The military, of course, stands to gain the most if the return to civilian rule is delayed. That doesn’t necessarily mean, however, that a quick election would be beneficial to the coup-ousted Pheu Thai. For its own good, the party needs to regroup, find a credible new leader and ponder the ultimate question of what to do with its de facto patriarch. (It could also be the other way round: The patriarch might need time to sort out his relationship with the party.)
In fact, it is Pheu Thai’s biggest rival who should be protesting more loudly if the election “road map” is stretched to its limit. The Democrat Party doesn’t need as much time to regroup, and its current leadership is not crippled by a looming political ban. The earlier the election, the more seats the Democrats are likely to win.
Pheu Thai is in disarray for obvious reasons. Supporters advocating an early election are more idealistic than strategic. They want the party to win another landslide so as to deliver a slap in the face to a military that ousted it from power. But the truth is that while the party may be able to win again, it’s unlikely to win big. And whatever else happens in an early election, Pheu Thai would once again be full of nominees with questionable credibility.
Strategically speaking, a delayed election would allow the party to shape up and win more seats. Of course, the military’s shadow will loom over national politics whether the election takes place this or next year, but a numerically strong Pheu Thai should count for something. It’s a no-brainer as to which election date would give Pheu Thai more seats and a more significant political role.
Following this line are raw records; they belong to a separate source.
/// Runtime object model
///
/// Every heap object starts with a fixed header:
///
///   | mark           | word    | GC mark bit, doubles as forwarding slot |
///   | tag            | 32 bits | class tag; 0 means free chunk           |
///   | size           | word    | total bytes including the header        |
///   | dispatch_table | pointer | class dispatch table                    |
///
/// Fields follow in declared order, one word each. Int and Bool carry
/// a single native value field; String carries a pointer to its Int
/// length object followed by a NUL-terminated byte array.

use std::sync::atomic::{AtomicI32, Ordering};

pub type Address = *mut u8;

pub const WORD_SIZE: usize = std::mem::size_of::<usize>();
pub const HEADER_SIZE: usize = std::mem::size_of::<ObjectLayout>();

/// Free memory chunks carry this tag so a linear heap walk can skip
/// them by size.
pub const UNUSED_TAG: i32 = 0;

pub const MARK_UNSET: usize = 0;
pub const MARK_SET: usize = 1;
/// Constants in the data segment are emitted with this mark word so
/// the GC never tries to move or free them.
pub const MARK_DEFAULT: usize = MARK_SET;

pub const TRUE_VALUE: i64 = 1;
pub const FALSE_VALUE: i64 = 0;
pub const DEFAULT_VALUE: i64 = 0;

// ---------------------------------------------------------------------------
// Special class tags
// ---------------------------------------------------------------------------

/// Tags of the trivial classes for the current program. They depend on
/// the class hierarchy, so the emitter hands them to the runtime at
/// startup (`_init_runtime`).
pub struct SpecialTags;

static INT_TAG: AtomicI32 = AtomicI32::new(-1);
static BOOL_TAG: AtomicI32 = AtomicI32::new(-1);
static STRING_TAG: AtomicI32 = AtomicI32::new(-1);

impl SpecialTags {
    pub fn set(int_tag: i32, bool_tag: i32, string_tag: i32) {
        INT_TAG.store(int_tag, Ordering::Relaxed);
        BOOL_TAG.store(bool_tag, Ordering::Relaxed);
        STRING_TAG.store(string_tag, Ordering::Relaxed);
    }

    pub fn int() -> i32 {
        INT_TAG.load(Ordering::Relaxed)
    }

    pub fn bool() -> i32 {
        BOOL_TAG.load(Ordering::Relaxed)
    }

    pub fn string() -> i32 {
        STRING_TAG.load(Ordering::Relaxed)
    }
}

// ---------------------------------------------------------------------------
// Object header
// ---------------------------------------------------------------------------

#[repr(C)]
#[derive(Debug)]
pub struct ObjectLayout {
    pub mark: usize,
    pub tag: i32,
    pub size: usize,
    pub dispatch_table: *const u8,
}

impl ObjectLayout {
    pub fn is_marked(&self) -> bool {
        self.mark != MARK_UNSET
    }

    pub fn set_marked(&mut self) {
        self.mark = MARK_SET;
    }

    pub fn unset_marked(&mut self) {
        self.mark = MARK_UNSET;
    }

    /// Turn this header into a free chunk of the given size.
    pub fn set_unused(&mut self, size: usize) {
        self.mark = MARK_UNSET;
        self.tag = UNUSED_TAG;
        self.size = size;
        self.dispatch_table = std::ptr::null();
    }

    /// Number of pointer-sized fields after the header.
    pub fn field_cnt(&self) -> usize {
        (self.size - HEADER_SIZE) / WORD_SIZE
    }

    /// Base address of the field area.
    ///
    /// # Safety
    /// The header must sit at the start of a live, correctly sized
    /// object.
    pub unsafe fn fields_base(&self) -> *mut Address {
        (self as *const ObjectLayout as Address).add(HEADER_SIZE) as *mut Address
    }

    /// Trivial-typed objects are not scanned field-by-field.
    pub fn has_special_type(&self) -> bool {
        self.tag == SpecialTags::int()
            || self.tag == SpecialTags::bool()
            || self.tag == SpecialTags::string()
    }

    pub fn is_string(&self) -> bool {
        self.tag == SpecialTags::string()
    }

    /// # Safety
    /// See `fields_base`.
    pub unsafe fn zero_fields(&mut self, value: usize) {
        let fields = self.fields_base();
        for i in 0..self.field_cnt() {
            *fields.add(i) = value as Address;
        }
    }

    /// Zero the alignment appendix a next-fit allocation may absorb,
    /// so the word after the declared fields never looks like a stale
    /// pointer.
    ///
    /// # Safety
    /// `appendix` bytes past `size - appendix` must belong to this
    /// allocation.
    pub unsafe fn zero_appendix(&mut self, appendix: usize) {
        let base = self as *mut ObjectLayout as Address;
        std::ptr::write_bytes(base.add(self.size - appendix), 0, appendix);
    }

    pub fn print(&self) {
        eprintln!(
            "Object {:p}: mark = {}, tag = {}, size = {}, disp_tab = {:p}",
            self, self.mark, self.tag, self.size, self.dispatch_table
        );
    }
}

// ---------------------------------------------------------------------------
// Trivial-class layouts
// ---------------------------------------------------------------------------

#[repr(C)]
pub struct IntLayout {
    pub header: ObjectLayout,
    pub value: i64,
}

#[repr(C)]
pub struct BoolLayout {
    pub header: ObjectLayout,
    pub value: i64,
}

#[repr(C)]
pub struct StringLayout {
    pub header: ObjectLayout,
    pub length: *mut IntLayout,
    // NUL-terminated bytes follow in place
}

impl StringLayout {
    /// # Safety
    /// The string bytes must have been written after the header.
    pub unsafe fn data(&self) -> *const u8 {
        (self as *const StringLayout as *const u8).add(std::mem::size_of::<StringLayout>())
    }

    /// # Safety
    /// See `data`; additionally the byte array must be NUL-terminated.
    pub unsafe fn as_str(&self) -> &str {
        let len = (*self.length).value as usize;
        let bytes = std::slice::from_raw_parts(self.data(), len);
        std::str::from_utf8_unchecked(bytes)
    }
}

/// 16-byte allocation alignment, as the allocators require.
pub fn align_size(size: usize) -> usize {
    (size + 2 * WORD_SIZE - 1) & !(2 * WORD_SIZE - 1)
}

pub fn is_aligned(value: usize) -> bool {
    value % (2 * WORD_SIZE) == 0
}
More important perhaps, a delayed election would give Thaksin Shinawatra and Pheu Thai time to sort each other out. Nothing may change as a result, but more time would do both of them more good than harm. Moreover, Pheu Thai will sooner or later have to learn to live without him – for everybody’s sake, including its own.
He has been responsible for the party’s high points  – and also its lowest. Before the last coup, the party had been close to omnipotent. Just about everything was going its way. Yingluck Shinawatra had hit the ground running, well-loved everywhere. The return from a five-year political ban of more than 100 politicians boosted the party’s alliance with smaller parties. Key financial bills were sailing through Parliament. The Democrats had many problems on their hands, notably a simmering rebellion against the party’s leadership.
Then the amnesty bill came along, and the rest is history. Pheu Thai, some may argue, should have seen the signs. The surprise outcome of the last Bangkok mayoral election, in which a much-maligned Democrat incumbent regained his post with a landslide victory, had a lot to do with the Thaksin factor. An early general election could see that repeated, on a national scale.
Pheu Thai has often argued that the amnesty bill was meant to heal divided Thailand, not just benefit Thaksin. But that’s the whole point. Continued close connections with Thaksin will continue to create doubts – reasonable or not. It will keep the party stuck in a loop of election pride, policies whose claimed “legitimate mandate” is constantly questioned by critics, protests by anti-Thaksin elements, and finally military intervention. The connections undermine whatever the party says or does where democracy is concerned.
Building a political clan is normal. But sooner or later, especially when the builders aren’t careful, it clashes with the essence of democracy, which balks at the idea of monopolised domination. Pheu Thai doesn’t need lessons in ideology, though. The party simply needs to think strategically, about its long-term future. It merely needs to figure out whether operating under one family is worth it.
For Pheu Thai, winning elections is the easy part. The difficult bit is what happens after it triumphs: its big mistake is misinterpreting its mandate, and also assuming that any opposition to its policy is a conspiracy. It desperately needs a period of soul-searching, something that an early election would cut short – resulting in the same old ordeals that everyone, both inside and outside the party, has had to suffer.